> **PROBLEM TO WORK ON**
Given the records below, would you repeat exactly the lines that begin at the one containing "bounds when absent." and end at the one containing "pub fn with_category(mut", inclusive?

> **WORKING DATA**
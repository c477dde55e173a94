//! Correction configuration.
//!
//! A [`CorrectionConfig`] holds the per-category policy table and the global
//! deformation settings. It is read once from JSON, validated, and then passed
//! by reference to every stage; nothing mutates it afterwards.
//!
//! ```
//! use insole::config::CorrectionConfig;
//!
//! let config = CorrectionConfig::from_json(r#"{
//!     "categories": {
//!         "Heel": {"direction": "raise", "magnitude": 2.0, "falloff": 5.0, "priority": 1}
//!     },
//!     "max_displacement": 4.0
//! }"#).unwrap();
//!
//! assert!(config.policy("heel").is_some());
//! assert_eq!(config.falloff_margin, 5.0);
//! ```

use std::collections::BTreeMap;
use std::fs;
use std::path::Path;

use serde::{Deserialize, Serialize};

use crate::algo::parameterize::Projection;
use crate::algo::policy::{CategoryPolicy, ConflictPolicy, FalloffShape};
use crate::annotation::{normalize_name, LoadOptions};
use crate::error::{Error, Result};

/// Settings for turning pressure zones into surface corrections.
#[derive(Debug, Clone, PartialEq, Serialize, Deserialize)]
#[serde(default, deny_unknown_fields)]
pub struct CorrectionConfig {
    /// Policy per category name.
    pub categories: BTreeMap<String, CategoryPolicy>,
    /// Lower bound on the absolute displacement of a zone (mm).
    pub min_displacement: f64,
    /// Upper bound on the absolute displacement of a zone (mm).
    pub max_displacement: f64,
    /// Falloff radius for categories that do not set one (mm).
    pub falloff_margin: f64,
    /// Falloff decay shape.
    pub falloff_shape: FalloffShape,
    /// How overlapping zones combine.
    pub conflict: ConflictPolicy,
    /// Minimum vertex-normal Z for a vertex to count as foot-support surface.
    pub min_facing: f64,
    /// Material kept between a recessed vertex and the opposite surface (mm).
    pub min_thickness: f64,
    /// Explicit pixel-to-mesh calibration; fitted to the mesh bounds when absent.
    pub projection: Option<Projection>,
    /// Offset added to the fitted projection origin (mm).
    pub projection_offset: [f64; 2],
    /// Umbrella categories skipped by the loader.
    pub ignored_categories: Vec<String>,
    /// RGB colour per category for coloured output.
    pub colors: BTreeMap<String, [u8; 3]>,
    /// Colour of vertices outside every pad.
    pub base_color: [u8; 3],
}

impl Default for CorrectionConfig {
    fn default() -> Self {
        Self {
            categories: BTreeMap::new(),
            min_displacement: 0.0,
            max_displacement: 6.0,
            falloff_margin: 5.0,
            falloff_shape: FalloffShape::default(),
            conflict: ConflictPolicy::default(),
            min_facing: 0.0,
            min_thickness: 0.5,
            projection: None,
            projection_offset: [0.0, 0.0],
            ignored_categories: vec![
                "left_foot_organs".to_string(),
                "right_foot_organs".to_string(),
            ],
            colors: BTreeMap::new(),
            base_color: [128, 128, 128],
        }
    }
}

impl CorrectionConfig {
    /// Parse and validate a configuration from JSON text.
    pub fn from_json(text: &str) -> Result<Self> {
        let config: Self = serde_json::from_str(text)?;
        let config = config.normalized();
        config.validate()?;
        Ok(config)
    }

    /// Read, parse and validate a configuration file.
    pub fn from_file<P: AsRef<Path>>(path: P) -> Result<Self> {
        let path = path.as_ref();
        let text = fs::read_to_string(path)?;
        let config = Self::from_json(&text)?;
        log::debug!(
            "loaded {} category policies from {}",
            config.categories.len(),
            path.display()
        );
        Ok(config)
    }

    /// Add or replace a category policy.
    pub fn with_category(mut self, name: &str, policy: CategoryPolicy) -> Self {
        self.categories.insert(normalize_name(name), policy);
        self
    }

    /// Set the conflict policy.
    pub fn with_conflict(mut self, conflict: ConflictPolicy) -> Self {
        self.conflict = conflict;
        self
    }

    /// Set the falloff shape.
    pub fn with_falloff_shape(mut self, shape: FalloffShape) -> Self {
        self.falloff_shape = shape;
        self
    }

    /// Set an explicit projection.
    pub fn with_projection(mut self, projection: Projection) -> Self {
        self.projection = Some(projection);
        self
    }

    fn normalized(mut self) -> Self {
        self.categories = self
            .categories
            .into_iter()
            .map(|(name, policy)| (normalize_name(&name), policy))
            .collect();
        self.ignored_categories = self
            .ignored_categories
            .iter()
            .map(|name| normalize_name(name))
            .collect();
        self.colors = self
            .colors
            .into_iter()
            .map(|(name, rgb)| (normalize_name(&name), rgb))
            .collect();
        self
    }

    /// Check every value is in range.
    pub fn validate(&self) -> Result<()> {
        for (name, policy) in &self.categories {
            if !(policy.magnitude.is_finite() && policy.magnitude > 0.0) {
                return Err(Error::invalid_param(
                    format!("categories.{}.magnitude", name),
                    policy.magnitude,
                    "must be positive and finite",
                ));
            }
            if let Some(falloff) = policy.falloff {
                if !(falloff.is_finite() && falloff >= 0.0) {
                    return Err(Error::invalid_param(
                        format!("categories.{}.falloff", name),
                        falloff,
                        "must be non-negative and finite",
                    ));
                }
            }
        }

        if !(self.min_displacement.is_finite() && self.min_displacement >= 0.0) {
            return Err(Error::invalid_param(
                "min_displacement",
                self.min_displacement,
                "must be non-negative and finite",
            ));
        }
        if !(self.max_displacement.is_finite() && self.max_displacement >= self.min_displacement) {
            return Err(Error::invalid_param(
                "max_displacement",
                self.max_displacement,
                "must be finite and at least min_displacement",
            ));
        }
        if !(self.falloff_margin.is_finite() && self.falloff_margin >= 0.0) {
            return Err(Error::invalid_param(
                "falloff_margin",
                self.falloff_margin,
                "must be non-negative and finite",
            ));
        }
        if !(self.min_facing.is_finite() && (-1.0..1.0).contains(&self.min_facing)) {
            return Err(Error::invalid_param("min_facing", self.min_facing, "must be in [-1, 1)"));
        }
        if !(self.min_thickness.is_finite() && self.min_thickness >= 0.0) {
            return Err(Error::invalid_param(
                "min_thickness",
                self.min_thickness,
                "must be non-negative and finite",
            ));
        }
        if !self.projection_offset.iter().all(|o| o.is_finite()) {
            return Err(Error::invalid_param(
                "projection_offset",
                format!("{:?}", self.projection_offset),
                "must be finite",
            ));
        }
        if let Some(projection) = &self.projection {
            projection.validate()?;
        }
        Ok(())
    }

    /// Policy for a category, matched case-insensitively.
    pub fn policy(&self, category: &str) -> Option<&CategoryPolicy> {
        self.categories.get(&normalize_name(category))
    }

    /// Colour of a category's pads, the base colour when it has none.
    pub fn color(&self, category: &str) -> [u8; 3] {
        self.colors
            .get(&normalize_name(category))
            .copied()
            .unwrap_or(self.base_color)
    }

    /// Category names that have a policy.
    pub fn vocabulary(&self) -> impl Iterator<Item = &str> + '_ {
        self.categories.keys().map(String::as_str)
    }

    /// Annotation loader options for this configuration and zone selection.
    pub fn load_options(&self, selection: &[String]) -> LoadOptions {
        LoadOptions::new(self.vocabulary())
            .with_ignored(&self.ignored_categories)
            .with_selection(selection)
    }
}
==
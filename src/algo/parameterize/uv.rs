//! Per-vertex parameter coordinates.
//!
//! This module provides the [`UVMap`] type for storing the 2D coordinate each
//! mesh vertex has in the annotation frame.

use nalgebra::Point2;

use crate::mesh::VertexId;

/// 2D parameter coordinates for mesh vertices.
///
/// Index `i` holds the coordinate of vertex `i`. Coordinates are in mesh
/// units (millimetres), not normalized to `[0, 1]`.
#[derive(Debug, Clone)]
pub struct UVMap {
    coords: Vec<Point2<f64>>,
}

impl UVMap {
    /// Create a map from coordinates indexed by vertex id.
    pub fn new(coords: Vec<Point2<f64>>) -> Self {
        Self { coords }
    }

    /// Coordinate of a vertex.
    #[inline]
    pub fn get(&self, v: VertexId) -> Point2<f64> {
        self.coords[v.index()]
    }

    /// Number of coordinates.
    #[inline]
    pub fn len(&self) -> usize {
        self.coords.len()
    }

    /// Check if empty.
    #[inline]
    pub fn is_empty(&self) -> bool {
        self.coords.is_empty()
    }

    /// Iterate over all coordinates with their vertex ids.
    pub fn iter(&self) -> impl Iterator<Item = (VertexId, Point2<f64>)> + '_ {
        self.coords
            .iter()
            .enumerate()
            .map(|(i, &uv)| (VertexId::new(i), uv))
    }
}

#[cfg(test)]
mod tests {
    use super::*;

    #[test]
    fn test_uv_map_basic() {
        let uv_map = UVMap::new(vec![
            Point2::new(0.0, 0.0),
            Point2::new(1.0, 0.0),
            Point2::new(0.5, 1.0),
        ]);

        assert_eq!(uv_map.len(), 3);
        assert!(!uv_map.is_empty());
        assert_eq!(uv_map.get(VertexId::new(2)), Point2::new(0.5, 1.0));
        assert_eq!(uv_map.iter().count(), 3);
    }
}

> **WORKED SOLUTION**
    /// Explicit pixel-to-mesh calibration; fitted to the mesh bounds when absent.
    pub projection: Option<Projection>,
    /// Offset added to the fitted projection origin (mm).
    pub projection_offset: [f64; 2],
    /// Umbrella categories skipped by the loader.
    pub ignored_categories: Vec<String>,
    /// RGB colour per category for coloured output.
    pub colors: BTreeMap<String, [u8; 3]>,
    /// Colour of vertices outside every pad.
    pub base_color: [u8; 3],
}

impl Default for CorrectionConfig {
    fn default() -> Self {
        Self {
            categories: BTreeMap::new(),
            min_displacement: 0.0,
            max_displacement: 6.0,
            falloff_margin: 5.0,
            falloff_shape: FalloffShape::default(),
            conflict: ConflictPolicy::default(),
            min_facing: 0.0,
            min_thickness: 0.5,
            projection: None,
            projection_offset: [0.0, 0.0],
            ignored_categories: vec![
                "left_foot_organs".to_string(),
                "right_foot_organs".to_string(),
            ],
            colors: BTreeMap::new(),
            base_color: [128, 128, 128],
        }
    }
}

impl CorrectionConfig {
    /// Parse and validate a configuration from JSON text.
    pub fn from_json(text: &str) -> Result<Self> {
        let config: Self = serde_json::from_str(text)?;
        let config = config.normalized();
        config.validate()?;
        Ok(config)
    }

    /// Read, parse and validate a configuration file.
    pub fn from_file<P: AsRef<Path>>(path: P) -> Result<Self> {
        let path = path.as_ref();
        let text = fs::read_to_string(path)?;
        let config = Self::from_json(&text)?;
        log::debug!(
            "loaded {} category policies from {}",
            config.categories.len(),
            path.display()
        );
        Ok(config)
    }

    /// Add or replace a category policy.
    pub fn with_category(mut self, name: &str, policy: CategoryPolicy) -> Self {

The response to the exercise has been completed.